Hydrogen-Bond Network and Ferroelectric Transition in Sodium Trihydrogen Selenite, NaD3(SeO3)2 by Nuclear Magnetic Resonance Study

Abstract

Deuteron and ²³ Na magnetic resonances are measured of single crystals of NaD ₃ (SeO ₃ ) ₂ between 134°K and 298°K to reveal the nature of the ferroelectric transition ( T _c ∼267°K). Deuteron resonance lines D _a and D _b (relative intensity 1:2) above T _c split into two and into four, respectively.
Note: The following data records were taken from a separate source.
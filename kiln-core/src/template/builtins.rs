use std::collections::HashMap;
use std::fmt;
use std::sync::Arc;

use serde::Serialize;
use serde_json::{Map, Value};

use super::value::{escape_xml, to_text, type_name};

/// A function callable from templates.
pub type Builtin = Arc<dyn Fn(&[Value]) -> Result<Value, String> + Send + Sync>;

/// Bindings visible to every template compiled under one context.
///
/// Built once and never mutated afterwards: the same context evaluates many
/// templates, possibly interleaved.
#[derive(Clone)]
pub struct SharedEnv {
    values: Map<String, Value>,
    functions: HashMap<String, Builtin>,
}

impl Default for SharedEnv {
    fn default() -> Self {
        Self::new()
    }
}

impl fmt::Debug for SharedEnv {
    fn fmt(&self, f: &mut fmt::Formatter<'_>) -> fmt::Result {
        let mut names: Vec<_> = self.functions.keys().collect();
        names.sort();
        f.debug_struct("SharedEnv")
            .field("values", &self.values)
            .field("functions", &names)
            .finish()
    }
}

impl SharedEnv {
    /// An environment with the standard functions.
    pub fn new() -> Self {
        let mut env = Self::empty();
        env.add_function("escape", |args| Ok(Value::String(escape_xml(&to_text(arg(args, 0))))));
        env.add_function("json", |args| {
            serde_json::to_string(arg(args, 0))
                .map(Value::String)
                .map_err(|e| e.to_string())
        });
        env.add_function("len", |args| match arg(args, 0) {
            Value::String(s) => Ok(Value::from(s.chars().count())),
            Value::Array(items) => Ok(Value::from(items.len())),
            Value::Object(map) => Ok(Value::from(map.len())),
            other => Err(format!("len() of {}", type_name(other))),
        });
        env.add_function("keys", |args| match arg(args, 0) {
            Value::Object(map) => Ok(Value::Array(
                map.keys().map(|k| Value::String(k.clone())).collect(),
            )),
            other => Err(format!("keys() of {}", type_name(other))),
        });
        env.add_function("join", |args| match arg(args, 0) {
            Value::Array(items) => {
                let sep = match args.get(1) {
                    Some(v) => to_text(v),
                    None => ",".to_string(),
                };
                Ok(Value::String(
                    items.iter().map(to_text).collect::<Vec<_>>().join(&sep),
                ))
            }
            other => Err(format!("join() of {}", type_name(other))),
        });
        env
    }

    /// An environment without any functions.
    pub fn empty() -> Self {
        Self {
            values: Map::new(),
            functions: HashMap::new(),
        }
    }

    pub fn add_function<F>(&mut self, name: &str, f: F) -> &mut Self
    where
        F: Fn(&[Value]) -> Result<Value, String> + Send + Sync + 'static,
    {
        self.functions.insert(name.to_string(), Arc::new(f));
        self
    }

    pub fn add_value<T: Serialize>(
        &mut self,
        name: &str,
        value: &T,
    ) -> Result<&mut Self, serde_json::Error> {
        self.values.insert(name.to_string(), serde_json::to_value(value)?);
        Ok(self)
    }

    pub fn value(&self, name: &str) -> Option<&Value> {
        self.values.get(name)
    }

    pub fn function(&self, name: &str) -> Option<&Builtin> {
        self.functions.get(name)
    }
}

fn arg(args: &[Value], i: usize) -> &Value {
    args.get(i).unwrap_or(&Value::Null)
}
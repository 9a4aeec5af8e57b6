use std::collections::BTreeMap;
use std::io;
use std::path::{Path, PathBuf};

use serde::{Deserialize, Serialize};
use thiserror::Error;

use crate::markdown::DEFAULT_SYNTAX_THEME;

#[derive(Debug, Error)]
pub enum ConfigError {
    #[error("IO error: {0}")]
    Io(#[from] io::Error),
    #[error("TOML parse error: {0}")]
    Parsing(#[from] toml::de::Error),
}

/// How a page source is turned into HTML.
#[derive(Deserialize, Serialize, Debug, Clone, Copy, PartialEq, Eq)]
#[serde(rename_all = "lowercase")]
pub enum PageFormat {
    /// Markdown, converted to HTML.
    Md,
    /// HTML or XML, evaluated as a template.
    Xml,
}

#[derive(Deserialize, Serialize, Debug, Clone, PartialEq)]
#[serde(default)]
pub struct Config {
    /// Directory to build.
    pub srcdir: PathBuf,
    /// Output directory, relative to `srcdir`.
    pub outdir: PathBuf,
    /// Layout and include templates, relative to `srcdir`.
    pub templatedir: PathBuf,
    /// Layout used by pages with a header that don't name one.
    pub default_layout: String,
    pub base_url: String,
    pub site_title: String,
    /// Recreate symlinks in the output instead of copying what they point to.
    pub verbatim_symlinks: bool,
    pub syntax_theme: String,
    /// Lowercase file extensions (with the leading dot) treated as pages.
    pub page_exts: BTreeMap<String, PageFormat>,
}

impl Default for Config {
    fn default() -> Self {
        let page_exts = [
            (".md", PageFormat::Md),
            (".mdown", PageFormat::Md),
            (".markdown", PageFormat::Md),
            (".html", PageFormat::Xml),
            (".htm", PageFormat::Xml),
            (".xml", PageFormat::Xml),
        ]
        .into_iter()
        .map(|(ext, format)| (ext.to_string(), format))
        .collect();

        Self {
            srcdir: PathBuf::from("."),
            outdir: PathBuf::from("_build"),
            templatedir: PathBuf::from("_templates"),
            default_layout: "default".to_string(),
            base_url: "/".to_string(),
            site_title: "Site title".to_string(),
            verbatim_symlinks: true,
            syntax_theme: DEFAULT_SYNTAX_THEME.to_string(),
            page_exts,
        }
    }
}

impl Config {
    pub fn read<P: AsRef<Path>>(path: P) -> Result<Self, ConfigError> {
        let data = std::fs::read_to_string(path)?;
        let config: Config = toml::from_str(&data)?;

        Ok(config)
    }

    /// Page format for a file, judged by its extension.
    pub fn page_format(&self, path: &Path) -> Option<(String, PageFormat)> {
        let ext = format!(".{}", path.extension()?.to_str()?.to_lowercase());
        let format = *self.page_exts.get(&ext)?;
        Some((ext, format))
    }
}
use std::fs;
use std::path::Path;

use kiln_core::{Config, SiteBuilder, TemplateContext};
use tempfile::TempDir;

fn write(root: &Path, rel: &str, contents: &str) {
    let path = root.join(rel);
    fs::create_dir_all(path.parent().unwrap()).unwrap();
    fs::write(path, contents).unwrap();
}

fn fixture() -> TempDir {
    let dir = TempDir::new().unwrap();
    let root = dir.path();
    write(
        root,
        "_templates/default.html",
        "<html><title><?= title ?> | <?= site.title ?></title>\n\
         <? include('nav.html') -?>\n<main><? print(content) ?></main></html>\n",
    );
    write(
        root,
        "_templates/nav.html",
        "<nav><? for p in site.pages { ?><a href=\"<?= p.url ?>\"><?= p.title ?></a><? } ?></nav>",
    );
    write(root, "index.md", "---\ntitle: Welcome\n---\n# Hello\n");
    write(root, "docs/index.md", "---\n---\nDocs home\n");
    write(root, "docs/page.html", "---\nlayout: none\n---\n<p><?= 1 + 1 ?></p>");
    write(root, "style.css", "body {}");
    write(root, ".hidden", "secret");
    write(root, "broken.md", "---\ntags: [1,\n---\nbody");
    write(root, "bad.html", "---\nlayout: none\n---\n<?= nope ?>");
    write(root, "large.md", &format!("---\n{}", "line\n".repeat(500)));
    dir
}

#[tokio::test]
async fn builds_pages_layouts_and_copies() {
    let dir = fixture();
    let site = SiteBuilder::new().source_dir(dir.path()).build().unwrap();
    let summary = site.render_all().await.unwrap();
    let out = site.output_dir();

    let index = fs::read_to_string(out.join("index.html")).unwrap();
    assert!(index.contains("<title>Welcome | Site title</title>"), "{index}");
    assert!(index.contains("<h1>Hello</h1>"), "{index}");
    assert!(index.contains("<a href=\"/\">Welcome</a>"), "{index}");
    assert!(index.contains("<a href=\"/docs/\">Docs</a>"), "{index}");

    let docs = fs::read_to_string(out.join("docs/index.html")).unwrap();
    assert!(docs.contains("<title>Docs | Site title</title>"), "{docs}");
    assert!(docs.contains("<p>Docs home</p>"), "{docs}");

    assert_eq!(fs::read_to_string(out.join("docs/page.html")).unwrap(), "<p>2</p>");
    assert_eq!(fs::read_to_string(out.join("style.css")).unwrap(), "body {}");
    assert!(!out.join(".hidden").exists());
    assert!(!out.join("_templates").exists());

    // Pages that fail to build are copied as they are
    assert_eq!(
        fs::read_to_string(out.join("broken.md")).unwrap(),
        "---\ntags: [1,\n---\nbody"
    );
    assert_eq!(
        fs::read_to_string(out.join("bad.html")).unwrap(),
        "---\nlayout: none\n---\n<?= nope ?>"
    );
    assert!(out.join("large.md").exists());
    assert!(!out.join("large.html").exists());

    assert_eq!(summary.pages, 3);
    assert_eq!(summary.copied, 1);
    assert_eq!(summary.fallbacks, 3);
    assert_eq!(summary.failed, 0);
}

#[tokio::test]
async fn rebuild_skips_unchanged_files_and_reuses_templates() {
    let dir = fixture();
    let templates = TemplateContext::default();

    let site = SiteBuilder::new()
        .source_dir(dir.path())
        .template_context(templates.clone())
        .build()
        .unwrap();
    site.render_all().await.unwrap();
    assert_eq!(templates.cached(), 2);

    let again = site.render_all().await.unwrap();
    assert_eq!(again.pages, 3);
    assert_eq!(again.copied, 0);
    // Pages that failed still fail, even when their copy is up to date
    assert_eq!(again.fallbacks, 3);
    assert_eq!(templates.cached(), 2);
}

#[tokio::test]
async fn custom_output_dir_and_config() {
    let dir = fixture();
    let out = TempDir::new().unwrap();
    let config = Config {
        site_title: "Handbook".to_string(),
        base_url: "/book/".to_string(),
        ..Config::default()
    };

    let site = SiteBuilder::new()
        .config(config)
        .source_dir(dir.path())
        .output_dir(out.path())
        .build()
        .unwrap();
    site.render_all().await.unwrap();

    let index = fs::read_to_string(out.path().join("index.html")).unwrap();
    assert!(index.contains("<title>Welcome | Handbook</title>"), "{index}");
    assert!(index.contains("<a href=\"/book/docs/\">Docs</a>"), "{index}");
    assert!(!dir.path().join("_build").exists());
}

#[tokio::test]
async fn builds_many_pages() {
    let dir = TempDir::new().unwrap();
    let root = dir.path();
    write(root, "_templates/default.html", "<main><? print(content) ?></main>");
    for i in 0..600 {
        write(root, &format!("s{}/p{i}.md", i % 10), &format!("---\ntitle: P{i}\n---\nPage {i}\n"));
        write(root, &format!("s{}/p{i}.css", i % 10), "p {}");
    }

    let site = SiteBuilder::new().source_dir(root).build().unwrap();
    let summary = site.render_all().await.unwrap();
    assert_eq!(summary.pages, 600);
    assert_eq!(summary.copied, 600);
    assert_eq!(summary.fallbacks, 0);
    assert_eq!(summary.failed, 0);

    let page = fs::read_to_string(site.output_dir().join("s3/p123.html")).unwrap();
    assert_eq!(page, "<main><p>Page 123</p>\n</main>");
}

#[tokio::test]
async fn missing_source_dir() {
    let dir = TempDir::new().unwrap();
    let result = SiteBuilder::new().source_dir(dir.path().join("nope")).build();
    assert!(result.is_err());
}

#[cfg(unix)]
#[tokio::test]
async fn symlinks_are_recreated() {
    let dir = fixture();
    std::os::unix::fs::symlink("style.css", dir.path().join("alias.css")).unwrap();

    let site = SiteBuilder::new().source_dir(dir.path()).build().unwrap();
    let summary = site.render_all().await.unwrap();

    let link = site.output_dir().join("alias.css");
    assert_eq!(fs::read_link(&link).unwrap(), Path::new("style.css"));
    assert_eq!(fs::read_to_string(&link).unwrap(), "body {}");
    assert_eq!(summary.symlinks, 1);
}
The ²³ Na resonance line above T _c also splits into two below T _c . Following conclusions are derived from measurements of temperature and angular dependences of the quadrupole splittings for these deuteron and ²³ Na resonance lines. All the hydrogen atoms are linked with moderately strong hydrogen bonds, and are jumping back and forth in the double well potential above T _c . The phase transition is accompanied not only by order-disordering of hydrogen atoms in hydrogen bonds, but also by slight rotations of SeO ₃ ^- ions and by a slight distortion of lattice in the neighborhood of Na ⁺ ions. The crystalline symmetry below T _c is monoclinic, and the cell-doubling occurs along the b axis. Hydrogen-bond network below T _c is estimated from the present study. This structure has permanent polarization in the ac plane.